Norevale Raises the Flag at Fasig-Tipton July With Initial Consignment

A filly by Army Mule, one of three yearlings on offer by Norevale Farm during next week's Fasig-Tipton July Sale | Fasig-Tipton


Leo and Sarah Dooley can tell you a thing or two about the Thoroughbred racing industry. But don't let their youthful appearances fool you–the couple has already forged a most impressive, not to mention broad, resume in the game. And while they can hardly be called newcomers to the sales game, having sold horses through other agencies in the past, the couple will embark on new territory when selling horses for the first time under their own banner, Norevale Farm, at the upcoming Fasig-Tipton July Sale July 9.

Explaining the process that has led the couple to strike out with their own consignment, Sarah explained, “We've been in operation four years in September. We've boarded yearlings that our clients have sold at [Fasig-Tipton] July, Keeneland September, the New York sales and in [Fasig-Tipton] October. Gradually over the past three years, we've also sold our own pinhooks and our slow burner project, our homebreds as well, something we are developing over the next couple of years.”

“We are starting off with a smaller consignment rather than heading off to a sale the scale of September, but this is the first sale that we had some horses that we thought would really fit here. It just worked out timing-wise. Ultimately, I think it'll work out that it's a smaller sale and we can get one under our belt.”

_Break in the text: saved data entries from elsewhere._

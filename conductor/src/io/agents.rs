//! Active agent registry.
//!
//! Observability only: the scheduler never reads it. Task status in the
//! store decides what runs; this records who is working on what right now.

use std::collections::BTreeMap;
use std::sync::{Arc, Mutex};

use anyhow::{Result, anyhow};
use chrono::Utc;
use tracing::{debug, warn};

use crate::core::types::{ActiveAgent, AgentRole};
use crate::io::store::TaskStore;

pub struct AgentRegistry {
    agents: Mutex<BTreeMap<String, ActiveAgent>>,
    store: Option<Arc<TaskStore>>,
}

impl Default for AgentRegistry {
    fn default() -> Self {
        Self::new()
    }
}

impl AgentRegistry {
    pub fn new() -> Self {
        Self {
            agents: Mutex::new(BTreeMap::new()),
            store: None,
        }
    }

    /// Also write registrations to the store's `active_agents` table so other
    /// processes can observe them.
    pub fn with_store(store: Arc<TaskStore>) -> Self {
        Self {
            agents: Mutex::new(BTreeMap::new()),
            store: Some(store),
        }
    }

    /// Register (or replace) the agent working on `task_id`.
    pub fn register(
        &self,
        task_id: &str,
        role: AgentRole,
        slot: usize,
        worktree: Option<String>,
    ) -> Result<ActiveAgent> {
        let agent = ActiveAgent {
            task_id: task_id.to_string(),
            role,
            slot,
            worktree,
            started_at: Utc::now(),
        };
        self.lock()?.insert(task_id.to_string(), agent.clone());
        if let Some(store) = &self.store
            && let Err(err) = store.register_agent(&agent)
        {
            warn!(task_id, err = %format!("{err:#}"), "agent write-through failed");
        }
        debug!(task_id, role = %role, slot, "agent registered");
        Ok(agent)
    }

    /// Returns the removed registration, if any.
    pub fn deregister(&self, task_id: &str) -> Result<Option<ActiveAgent>> {
        let removed = self.lock()?.remove(task_id);
        if let Some(store) = &self.store
            && let Err(err) = store.deregister_agent(task_id)
        {
            warn!(task_id, err = %format!("{err:#}"), "agent write-through failed");
        }
        debug!(task_id, found = removed.is_some(), "agent deregistered");
        Ok(removed)
    }

    pub fn get(&self, task_id: &str) -> Result<Option<ActiveAgent>> {
        Ok(self.lock()?.get(task_id).cloned())
    }

    /// Snapshot ordered by task id.
    pub fn list(&self) -> Result<Vec<ActiveAgent>> {
        Ok(self.lock()?.values().cloned().collect())
    }

    fn lock(&self) -> Result<std::sync::MutexGuard<'_, BTreeMap<String, ActiveAgent>>> {
        self.agents
            .lock()
            .map_err(|_| anyhow!("agent registry poisoned"))
    }
}

#[cfg(test)]
mod tests {
    use super::*;

    #[test]
    fn register_and_deregister_are_explicit() {
        let registry = AgentRegistry::new();
        registry
            .register("T-2", AgentRole::Tester, 1, None)
            .expect("register");
        registry
            .register("T-1", AgentRole::Coder, 0, Some(".worktrees/T-1".to_string()))
            .expect("register");

        let ids: Vec<String> = registry
            .list()
            .expect("list")
            .into_iter()
            .map(|a| a.task_id)
            .collect();
        assert_eq!(ids, vec!["T-1", "T-2"]);

        let removed = registry.deregister("T-1").expect("deregister");
        assert_eq!(removed.map(|a| a.role), Some(AgentRole::Coder));
        assert!(registry.deregister("T-1").expect("again").is_none());
    }

    #[test]
    fn registrations_are_written_through_to_the_store() {
        let store = Arc::new(TaskStore::open_in_memory().expect("store"));
        let registry = AgentRegistry::with_store(Arc::clone(&store));
        registry
            .register("T-1", AgentRole::Reviewer, 3, None)
            .expect("register");
        let persisted = store.list_agents().expect("agents");
        assert_eq!(persisted.len(), 1);
        assert_eq!(persisted[0].slot, 3);

        registry.deregister("T-1").expect("deregister");
        assert!(store.list_agents().expect("agents").is_empty());
    }
}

While never having managed a sales consignment entirely on their own, Leo feels that the couple's past experiences will help lead the transition.

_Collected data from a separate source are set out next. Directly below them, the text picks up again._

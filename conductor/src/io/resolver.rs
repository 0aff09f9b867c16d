//! Conflict resolution capabilities used by the merge engine.

use std::path::PathBuf;
use std::sync::Arc;
use std::time::Duration;

use anyhow::{Result, anyhow};
use tracing::{debug, instrument, warn};

use crate::core::conflict::strip_code_fence;
use crate::io::executor::{ExecRequest, Executor};
use crate::io::prompt::PromptEngine;

/// Produces merged file content for conflicted paths.
///
/// Implementations are not trusted: the merge engine validates every result
/// for leftover conflict markers.
pub trait ConflictResolver: Send + Sync {
    /// Resolve one file whose content still contains conflict markers.
    fn resolve(&self, path: &str, conflicted: &str) -> Result<String>;

    /// Write one coherent file from the complete target and task versions.
    fn regenerate(&self, path: &str, ours: &str, theirs: &str) -> Result<String>;
}

/// Resolver backed by any [`Executor`].
pub struct ExecutorResolver {
    executor: Arc<dyn Executor>,
    prompts: PromptEngine,
    workdir: PathBuf,
    model: Option<String>,
    timeout: Duration,
    output_limit_bytes: usize,
}

impl ExecutorResolver {
    pub fn new(
        executor: Arc<dyn Executor>,
        workdir: impl Into<PathBuf>,
        model: Option<String>,
        timeout: Duration,
        output_limit_bytes: usize,
    ) -> Self {
        Self {
            executor,
            prompts: PromptEngine::new(),
            workdir: workdir.into(),
            model,
            timeout,
            output_limit_bytes,
        }
    }

    fn ask(&self, path: &str, prompt: String) -> Result<String> {
        let request = ExecRequest {
            prompt,
            workdir: self.workdir.clone(),
            allowed_tools: Vec::new(),
            model: self.model.clone(),
            timeout: self.timeout,
            output_limit_bytes: self.output_limit_bytes,
        };
        let result = self.executor.exec(&request)?;
        if !result.succeeded() {
            warn!(path, exit_code = ?result.exit_code, timed_out = result.timed_out, "resolver run failed");
            return Err(anyhow!(
                "resolver for {path} failed (exit {:?}, timed out: {})",
                result.exit_code,
                result.timed_out
            ));
        }
        let content = strip_code_fence(&result.output);
        debug!(path, bytes = content.len(), "resolver produced content");
        Ok(content)
    }
}

impl ConflictResolver for ExecutorResolver {
    #[instrument(skip_all, fields(path))]
    fn resolve(&self, path: &str, conflicted: &str) -> Result<String> {
        let prompt = self.prompts.render_resolve(path, conflicted)?;
        self.ask(path, prompt)
    }

    #[instrument(skip_all, fields(path))]
    fn regenerate(&self, path: &str, ours: &str, theirs: &str) -> Result<String> {
        let prompt = self.prompts.render_regenerate(path, ours, theirs)?;
        self.ask(path, prompt)
    }
}

#[cfg(test)]
mod tests {
    use super::*;
    use crate::test_support::ScriptedExecutor;

    #[test]
    fn resolve_strips_fence_and_sends_conflict() {
        let temp = tempfile::tempdir().expect("tempdir");
        let executor = Arc::new(ScriptedExecutor::new(vec![
            ScriptedExecutor::reply("```rust\nfn merged() {}\n```"),
        ]));
        let resolver = ExecutorResolver::new(
            executor.clone(),
            temp.path(),
            None,
            Duration::from_secs(5),
            10_000,
        );

        let merged = resolver
            .resolve("src/lib.rs", "<<<<<<< HEAD\na\n=======\nb\n>>>>>>> task/T\n")
            .expect("resolve");
        assert_eq!(merged, "fn merged() {}\n");

        let requests = executor.requests();
        assert_eq!(requests.len(), 1);
        assert!(requests[0].prompt.contains("<<<<<<< HEAD"));
    }

    #[test]
    fn failed_run_is_an_error() {
        let temp = tempfile::tempdir().expect("tempdir");
        let executor = Arc::new(ScriptedExecutor::new(vec![
            ScriptedExecutor::reply("boom").exit_code(1),
        ]));
        let resolver =
            ExecutorResolver::new(executor, temp.path(), None, Duration::from_secs(5), 10_000);
        assert!(resolver.regenerate("a.txt", "a", "b").is_err());
    }
}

“We always used several consignors in the past and they did an excellent job for us,” he said. “We've learned bits a pieces from each of them, and we just decided that we'd like to stand behind our own horses a bit more.”

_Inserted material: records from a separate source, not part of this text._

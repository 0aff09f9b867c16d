//! Per-task git worktrees.
//!
//! Each task gets `<repo>/<worktree_dir>/<task_id>` on branch `task/<task_id>`.
//! A worktree is owned by exactly one task; the manager only tracks whether it
//! is currently leased so it cannot be removed under a running worker.

use std::collections::HashSet;
use std::fs::{self, OpenOptions};
use std::io::Write;
use std::path::{Path, PathBuf};
use std::sync::{Arc, Mutex};

use anyhow::{Context, Result, anyhow};
use serde::Serialize;
use tracing::{debug, info, instrument, warn};

use crate::core::errors::OrchestratorError;
use crate::core::types::is_safe_id;
use crate::io::git::Git;

pub const BRANCH_PREFIX: &str = "task/";

pub fn branch_name(task_id: &str) -> String {
    format!("{BRANCH_PREFIX}{task_id}")
}

/// One worktree known to the manager.
#[derive(Debug, Clone, PartialEq, Eq, Serialize)]
pub struct WorktreeInfo {
    pub task_id: String,
    pub path: PathBuf,
    pub branch: String,
    pub busy: bool,
}

pub struct WorktreeManager {
    repo: PathBuf,
    root: PathBuf,
    busy: Arc<Mutex<HashSet<String>>>,
    /// Serializes `git worktree` administration against the shared repository.
    admin: Mutex<()>,
}

impl WorktreeManager {
    /// `worktree_dir` is relative to `repo`.
    pub fn new(repo: impl Into<PathBuf>, worktree_dir: &Path) -> Self {
        let repo = repo.into();
        let root = repo.join(worktree_dir);
        Self {
            repo,
            root,
            busy: Arc::new(Mutex::new(HashSet::new())),
            admin: Mutex::new(()),
        }
    }

    pub fn repo(&self) -> &Path {
        &self.repo
    }

    pub fn root(&self) -> &Path {
        &self.root
    }

    /// Path a task's worktree lives at (whether or not it exists).
    pub fn path(&self, task_id: &str) -> Result<PathBuf> {
        check_id(task_id)?;
        Ok(self.root.join(task_id))
    }

    pub fn exists(&self, task_id: &str) -> Result<bool> {
        Ok(self.path(task_id)?.is_dir())
    }

    /// Create the worktree on a new `task/<id>` branch from `base_ref`.
    #[instrument(skip_all, fields(task_id, base_ref))]
    pub fn create(&self, task_id: &str, base_ref: &str) -> Result<PathBuf> {
        let path = self.path(task_id)?;
        let branch = branch_name(task_id);
        let _admin = self.lock_admin()?;
        let git = Git::new(&self.repo);
        if path.exists() || git.branch_exists(&branch)? {
            return Err(OrchestratorError::WorktreeExists(task_id.to_string()).into());
        }
        fs::create_dir_all(&self.root)
            .with_context(|| format!("create worktree root {}", self.root.display()))?;
        self.exclude_root(&git)?;
        git.worktree_add_from(&path, &branch, base_ref)
            .with_context(|| format!("create worktree for {task_id}"))?;
        info!(path = %path.display(), "worktree created");
        Ok(path)
    }

    /// Mark the worktree busy until the lease is dropped.
    pub fn acquire(&self, task_id: &str) -> Result<WorktreeLease> {
        let lease = self.mark_busy(task_id)?;
        if !lease.path.is_dir() {
            return Err(OrchestratorError::UnknownWorktree(task_id.to_string()).into());
        }
        debug!(task_id, "worktree leased");
        Ok(lease)
    }

    /// Insert `task_id` into the busy set; the returned lease takes it out again.
    fn mark_busy(&self, task_id: &str) -> Result<WorktreeLease> {
        let path = self.path(task_id)?;
        if !self.lock_busy()?.insert(task_id.to_string()) {
            return Err(OrchestratorError::WorktreeBusy(task_id.to_string()).into());
        }
        Ok(WorktreeLease {
            task_id: task_id.to_string(),
            path,
            busy: Arc::clone(&self.busy),
        })
    }

    /// Stage and commit everything in the task's worktree.
    ///
    /// Returns false when there was nothing to commit.
    #[instrument(skip_all, fields(task_id))]
    pub fn commit(&self, task_id: &str, message: &str) -> Result<bool> {
        if !self.exists(task_id)? {
            return Err(OrchestratorError::UnknownWorktree(task_id.to_string()).into());
        }
        let git = Git::new(self.path(task_id)?);
        git.add_all()?;
        let committed = git.commit_staged(message)?;
        debug!(committed, "worktree commit");
        Ok(committed)
    }

    /// Remove the worktree. Refused while it is leased.
    ///
    /// The worktree stays marked busy for the whole removal, so no lease can
    /// be taken on it halfway through.
    #[instrument(skip_all, fields(task_id, delete_branch))]
    pub fn remove(&self, task_id: &str, delete_branch: bool) -> Result<()> {
        let removing = self.mark_busy(task_id)?;
        let path = removing.path();
        let _admin = self.lock_admin()?;
        let git = Git::new(&self.repo);
        let branch = branch_name(task_id);
        let had_branch = git.branch_exists(&branch)?;
        if !path.exists() && !had_branch {
            return Err(OrchestratorError::UnknownWorktree(task_id.to_string()).into());
        }
        if path.exists() {
            git.worktree_remove(path)?;
        }
        git.worktree_prune()?;
        if delete_branch && had_branch {
            git.delete_branch(&branch)?;
        }
        info!("worktree removed");
        Ok(())
    }

    /// Worktrees present under the root, sorted by task id.
    pub fn list(&self) -> Result<Vec<WorktreeInfo>> {
        if !self.root.exists() {
            return Ok(Vec::new());
        }
        let busy = self.lock_busy()?.clone();
        let mut out = Vec::new();
        for entry in fs::read_dir(&self.root)
            .with_context(|| format!("read {}", self.root.display()))?
        {
            let entry = entry?;
            if !entry.file_type()?.is_dir() {
                continue;
            }
            let Some(task_id) = entry.file_name().to_str().map(str::to_string) else {
                continue;
            };
            if !is_safe_id(&task_id) {
                continue;
            }
            out.push(WorktreeInfo {
                path: entry.path(),
                branch: branch_name(&task_id),
                busy: busy.contains(&task_id),
                task_id,
            });
        }
        out.sort_by(|a, b| a.task_id.cmp(&b.task_id));
        Ok(out)
    }

    /// Keep the worktree root out of `git status` in the main checkout.
    fn exclude_root(&self, git: &Git) -> Result<()> {
        let Ok(rel) = self.root.strip_prefix(&self.repo) else {
            return Ok(());
        };
        let pattern = format!("/{}/", rel.to_string_lossy().trim_end_matches('/'));
        let exclude = git.git_dir()?.join("info").join("exclude");
        let existing = fs::read_to_string(&exclude).unwrap_or_default();
        if existing.lines().any(|line| line.trim() == pattern) {
            return Ok(());
        }
        if let Some(parent) = exclude.parent() {
            fs::create_dir_all(parent)?;
        }
        let mut file = OpenOptions::new()
            .create(true)
            .append(true)
            .open(&exclude)
            .with_context(|| format!("open {}", exclude.display()))?;
        if !existing.is_empty() && !existing.ends_with('\n') {
            writeln!(file)?;
        }
        writeln!(file, "{pattern}")?;
        debug!(pattern, "excluded worktree root");
        Ok(())
    }

    fn lock_busy(&self) -> Result<std::sync::MutexGuard<'_, HashSet<String>>> {
        self.busy
            .lock()
            .map_err(|_| anyhow!("worktree busy set poisoned"))
    }

    fn lock_admin(&self) -> Result<std::sync::MutexGuard<'_, ()>> {
        self.admin
            .lock()
            .map_err(|_| anyhow!("worktree admin lock poisoned"))
    }
}

fn check_id(task_id: &str) -> Result<()> {
    if is_safe_id(task_id) {
        Ok(())
    } else {
        Err(OrchestratorError::InvalidTaskId(task_id.to_string()).into())
    }
}

/// Exclusive use of one task's worktree. Dropping it releases the worktree.
#[derive(Debug)]
pub struct WorktreeLease {
    task_id: String,
    path: PathBuf,
    busy: Arc<Mutex<HashSet<String>>>,
}

impl WorktreeLease {
    pub fn task_id(&self) -> &str {
        &self.task_id
    }

    pub fn path(&self) -> &Path {
        &self.path
    }
}

impl Drop for WorktreeLease {
    fn drop(&mut self) {
        match self.busy.lock() {
            Ok(mut busy) => {
                busy.remove(&self.task_id);
                debug!(task_id = %self.task_id, "worktree released");
            }
            Err(_) => warn!(task_id = %self.task_id, "worktree busy set poisoned on release"),
        }
    }
}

Among Tuesday's collection of select yearlings, Norevale will lead over Hip 106, a filly by Bolt d'Oro, who will be followed by Hip 110, a colt by Practical Joke. The Norevale consignment will be rounded out by Hip 237, a filly by Army Mule.

“This year, we have a nice group of three,” Leo said. “They have sire power–they're all by proven horses. And they really is a look of precocity with all of them. We are really looking forward to offering that group here.”

The dark bay daughter of Bolt d'Oro is out of Bama Belle (Giant's Causeway), a half-sister to GI CCA Oaks winner Funny Moon (Malibu Moon) and SW Throng (Silver Deputy). This represents the family of three-time Grade I scorer Vanlandingham. An $80,000 RNA at Keeneland last November, the filly was bred by a partnership of Norevale, Tony and Michael Holmes and Jacalyn Tillman.

“The Bolt d'Oro filly is nice and the timing is right after the 2-year-old sales season he's had,” he said. “She's a really athletic and fast-looking filly.”

Representing the sole colt of the Norevale consignment, hip 110 is out of the unraced Street Sense mare Be Joyful. The colt's 8-year-old dam is out of the Peteski mare Trickski, also responsible for GI La Brea S. winner Dearest Trickski (Proudest Romeo) and GSP Gray Sky (Tapit). The colt brought $50,000 at Keeneland last November.

“The Practical Joke colt is a very solid horse,” Leo affirmed. “He's forward going and would suit end users and pinhookers. The sire is doing very well right now which is a big advantage.”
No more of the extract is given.